Laboratory findings: This gas can cause haemolysis, i.e., decomposition and destruction of red blood cells. Therefore, the following tests can help detect arsine gas poisoning: complete blood cell count, haptoglobin measurement, urine test (for haemoglobinuria), and electrolytes (which can show increased blood potassium due to haemolysis). In case of severe renal failure, measuring blood creatinine and urine protein levels is necessary for diagnosis. Additionally, measuring blood and urine arsenic levels can be helpful in diagnosis.


Cyanide compounds are commonly used in the chemical industry and as pesticides. A bitter almond-like smell can detect the presence of this gas.

Symptoms of inhalation exposure: Burning sensation in the eyes and throat, headache, dizziness, shortness of breath, nausea, and vomiting are common symptoms of cyanide gas poisoning. In severe cases, convulsions, cardiovascular collapse, and death may occur.

Laboratory findings: metabolic acidosis, characterized by decreased bicarbonate levels in extracellular fluids and increased blood acidity, is the first sign of cyanide poisoning. Blood oxygen levels are usually normal unless there is severe respiratory distress, such as a coma. Measuring blood lactate levels and determining the amount of cyanide in the blood or red blood cells (red blood cell or plasma cyanide concentration) can help in diagnosis. Methaemoglobin levels can also be helpful in determining the need for continued treatment with antidotes. An electrocardiogram (ECG) may also be beneficial in the diagnostic process.


Phosgene is a toxic organic gas that can be used as a chemical weapon, but it’s also used in the production of herbicides and insecticides. It is a colourless compound and has a smell similar to mouldy hay, grass or spoiled fruit.

Symptoms of inhalation exposure: Severe burning of the respiratory tract and eyes, coughing, burning of the throat, shortness of breath, nausea, and vomiting are symptoms of phosgene poisoning.

Laboratory findings: Measuring arterial oxygen levels and detecting respiratory acidosis are crucial in diagnosing phosgene poisoning. Both tests may appear normal in the early stages, but if pulmonary edema occurs, oxygen and respiratory acidosis levels will decrease. A chest x-ray can also be helpful in detecting pulmonary edema.


What potential long-term physical effects can result from gas poisoning in school students?

The potential long-term physical effects of gas poisoning on students are a major concern for parents and educators alike. Many wonder if those affected by recent poisonings may develop future diseases or complications related to the recent incidents. The likelihood of long-term physical effects depends on three main factors: the type of substance, the level of exposure (gas concentration in the environment, duration of each exposure, and frequency of exposure), and the underlying health conditions of the affected individual.
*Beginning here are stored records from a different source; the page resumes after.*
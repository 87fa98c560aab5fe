use std::path::{Path, PathBuf};

use tracing::info;

use crate::error::ReplayError;
use crate::settings::Settings;
use crate::types::LogSink;

use super::TickRecord;

/// The in-memory log of a session, one record per tick survived.
#[derive(Debug, Clone, Default, PartialEq, Eq)]
pub struct SessionLog {
    records: Vec<TickRecord>,
}

impl SessionLog {
    #[allow(missing_docs)]
    pub fn new() -> Self {
        Self::default()
    }

    /// append one tick
    pub fn record(&mut self, record: TickRecord) {
        self.records.push(record);
    }

    #[allow(missing_docs)]
    pub fn records(&self) -> &[TickRecord] {
        &self.records
    }

    #[allow(missing_docs)]
    pub fn len(&self) -> usize {
        self.records.len()
    }

    #[allow(missing_docs)]
    pub fn is_empty(&self) -> bool {
        self.records.is_empty()
    }

    /// The complete log text: the settings header, a blank separator line,
    /// then one line per record.
    pub fn encode(&self, settings: &Settings) -> String {
        let mut out = settings.header();
        out.push_str("\n\n");
        for record in &self.records {
            out.push_str(&record.to_string());
            out.push('\n');
        }
        out
    }

    /// encode and hand the text to `sink`
    pub fn persist(&self, settings: &Settings, sink: &mut dyn LogSink) -> Result<(), ReplayError> {
        sink.persist(&self.encode(settings))?;
        info!(records = self.records.len(), sink = ?sink, "session log persisted");
        Ok(())
    }
}

/// Persists a log to a file, creating missing parent directories.
#[derive(Debug, Clone, PartialEq, Eq)]
pub struct FileLogSink {
    path: PathBuf,
}

impl FileLogSink {
    #[allow(missing_docs)]
    pub fn new(path: impl Into<PathBuf>) -> Self {
        Self { path: path.into() }
    }

    /// Resolves `name` inside the save directory `dir`, unless it already
    /// points into that directory.
    pub fn in_dir(dir: impl AsRef<Path>, name: impl AsRef<Path>) -> Self {
        let (dir, name) = (dir.as_ref(), name.as_ref());
        if name.starts_with(dir) {
            Self::new(name)
        } else {
            Self::new(dir.join(name))
        }
    }

    #[allow(missing_docs)]
    pub fn path(&self) -> &Path {
        &self.path
    }
}

impl LogSink for FileLogSink {
    fn persist(&mut self, contents: &str) -> Result<(), ReplayError> {
        let io_err = |source| ReplayError::Io {
            path: self.path.clone(),
            source,
        };
        if let Some(parent) = self.path.parent() {
            std::fs::create_dir_all(parent).map_err(io_err)?;
        }
        std::fs::write(&self.path, contents).map_err(io_err)
    }
}

#[cfg(test)]
mod tests {
    use super::*;
    use crate::board::Position;
    use crate::types::Direction;

    fn record(score: u32, head: (usize, usize)) -> TickRecord {
        TickRecord {
            score,
            direction: Some(Direction::Up),
            food: Some(Position::new(0, 0)),
            head: Position::new(head.0, head.1),
            tail: Position::new(head.0, head.1 + 1),
        }
    }

    #[test]
    fn test_empty_session_is_header_and_separator() {
        let log = SessionLog::new();
        assert_eq!(log.encode(&Settings::default()), "1-1-000000-FFFFFF-FF0000\n\n");
    }

    #[test]
    fn test_records_follow_the_separator() {
        let mut log = SessionLog::new();
        log.record(record(0, (5, 4)));
        log.record(record(1, (5, 3)));
        assert_eq!(
            log.encode(&Settings::default()),
            "1-1-000000-FFFFFF-FF0000\n\n0_W_0,0_5,4_5,5\n1_W_0,0_5,3_5,4\n"
        );
    }

    #[test]
    fn test_in_dir_does_not_nest_twice() {
        let dir = Path::new("/tmp/GameFiles");
        assert_eq!(
            FileLogSink::in_dir(dir, "run.txt").path(),
            Path::new("/tmp/GameFiles/run.txt")
        );
        assert_eq!(
            FileLogSink::in_dir(dir, "/tmp/GameFiles/run.txt").path(),
            Path::new("/tmp/GameFiles/run.txt")
        );
    }

    #[test]
    fn test_file_sink_creates_directories() {
        let dir = std::env::temp_dir().join(format!("torus-snake-sink-{}", std::process::id()));
        let _ = std::fs::remove_dir_all(&dir);
        let mut sink = FileLogSink::in_dir(&dir, "nested/run.txt");
        sink.persist("1-1-a-b-c\n\n").unwrap();
        assert_eq!(
            std::fs::read_to_string(dir.join("nested/run.txt")).unwrap(),
            "1-1-a-b-c\n\n"
        );
        let _ = std::fs::remove_dir_all(&dir);
    }
}
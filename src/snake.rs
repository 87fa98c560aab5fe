//! The snake: a one-cell-per-tick movement and collision state machine
use std::collections::VecDeque;

use tracing::{debug, info};

use crate::board::{Board, Label, Position};
use crate::food::Food;
use crate::types::Direction;

/// Life cycle of a snake. `Dead` is terminal.
#[derive(Debug, Clone, Copy, PartialEq, Eq, Hash)]
pub enum SnakeState {
    #[allow(missing_docs)]
    Alive,
    #[allow(missing_docs)]
    Dead,
}

/// What a single tick did to the snake
#[derive(Debug, Clone, Copy, PartialEq, Eq, Hash)]
pub enum TickOutcome {
    /// moved onto an empty cell, length unchanged
    Moved,
    /// ate the food and grew by one
    Ate,
    /// ran into its own body; this is only ever returned once
    Died,
    /// did not move: the snake is dead or already fills the board
    Idle,
}

/// The body is an ordered run of board positions, head first. The snake
/// does not own cells: every label change goes through the [`Board`].
#[derive(Debug, Clone, PartialEq, Eq)]
pub struct Snake {
    body: VecDeque<Position>,
    direction: Direction,
    forbidden: Direction,
    state: SnakeState,
    max_size: usize,
}

impl Snake {
    /// Places a one-cell snake at `(start_i, start_j)` (wrapped onto the
    /// board) heading up.
    pub fn new(board: &mut Board, start_i: i64, start_j: i64, max_size: usize) -> Self {
        let head = board.wrap(start_i, start_j);
        board.set_label(head, Label::Snake);
        let direction = Direction::Up;
        Snake {
            body: VecDeque::from(vec![head]),
            direction,
            forbidden: direction.opposite(),
            state: SnakeState::Alive,
            max_size,
        }
    }

    /// A snake in the middle of the board that may grow to fill all of it
    pub fn centered(board: &mut Board) -> Self {
        let max_size = board.dimensions().cell_count();
        let (i, j) = ((board.rows() / 2) as i64, (board.cols() / 2) as i64);
        Self::new(board, i, j, max_size)
    }

    /// Advances one tick.
    ///
    /// An input that is the forbidden reversal, or no input at all, keeps
    /// the current heading. A dead snake is left untouched.
    pub fn update(&mut self, board: &mut Board, food: &mut Food, input: Option<Direction>) -> TickOutcome {
        if self.is_dead() {
            return TickOutcome::Idle;
        }

        if let Some(direction) = input {
            if direction != self.forbidden && direction != self.direction {
                debug!(from = %self.direction, to = %direction, "changing direction");
                self.direction = direction;
            }
        }

        let outcome = if self.body.len() < self.max_size {
            self.slither(board, food)
        } else {
            TickOutcome::Idle
        };

        self.forbidden = self.direction.opposite();
        outcome
    }

    fn slither(&mut self, board: &mut Board, food: &mut Food) -> TickOutcome {
        let target = board.neighbor(self.head(), self.direction);
        match board.label_at(target) {
            Label::Food => {
                self.body.push_front(target);
                board.set_label(target, Label::Snake);
                food.regenerate(board);
                board.increment_score();
                TickOutcome::Ate
            }
            Label::Snake => {
                self.state = SnakeState::Dead;
                info!(at = %target, length = self.body.len(), score = board.score(), "snake died");
                TickOutcome::Died
            }
            Label::Empty => {
                self.body.push_front(target);
                board.set_label(target, Label::Snake);
                if let Some(tail) = self.body.pop_back() {
                    board.set_label(tail, Label::Empty);
                }
                TickOutcome::Moved
            }
        }
    }

    #[allow(missing_docs)]
    pub fn head(&self) -> Position {
        self.body[0]
    }

    #[allow(missing_docs)]
    pub fn tail(&self) -> Position {
        self.body[self.body.len() - 1]
    }

    /// body positions from head to tail
    pub fn body(&self) -> impl Iterator<Item = &Position> {
        self.body.iter()
    }

    #[allow(missing_docs)]
    pub fn len(&self) -> usize {
        self.body.len()
    }

    /// never true; a snake always has a head
    pub fn is_empty(&self) -> bool {
        self.body.is_empty()
    }

    /// the current heading
    pub fn direction(&self) -> Direction {
        self.direction
    }

    /// the one heading the next tick will refuse
    pub fn forbidden_direction(&self) -> Direction {
        self.forbidden
    }

    #[allow(missing_docs)]
    pub fn state(&self) -> SnakeState {
        self.state
    }

    #[allow(missing_docs)]
    pub fn is_dead(&self) -> bool {
        self.state == SnakeState::Dead
    }

    #[allow(missing_docs)]
    pub fn max_size(&self) -> usize {
        self.max_size
    }
}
As there is currently no access to the injured individuals and no official report has been published, providing a definitive answer is impossible. However, in general, short-term exposures to known gases in open spaces, especially for those who do not require hospitalization or special medical care, and do not exhibit severe symptoms, are unlikely to cause long-term physical effects.

It should be noted that prolonged and repeated exposure to highly toxic gases can result in long-term physical effects. Therefore, an accurate answer to this question can only be determined with access to accurate and scientific reports. It is essential that all possible measures are taken to prevent gas exposure in schools and other public spaces to ensure the health and safety of students and individuals.

The information on this topic is subject to change as new evidence emerges, and the report will be updated accordingly.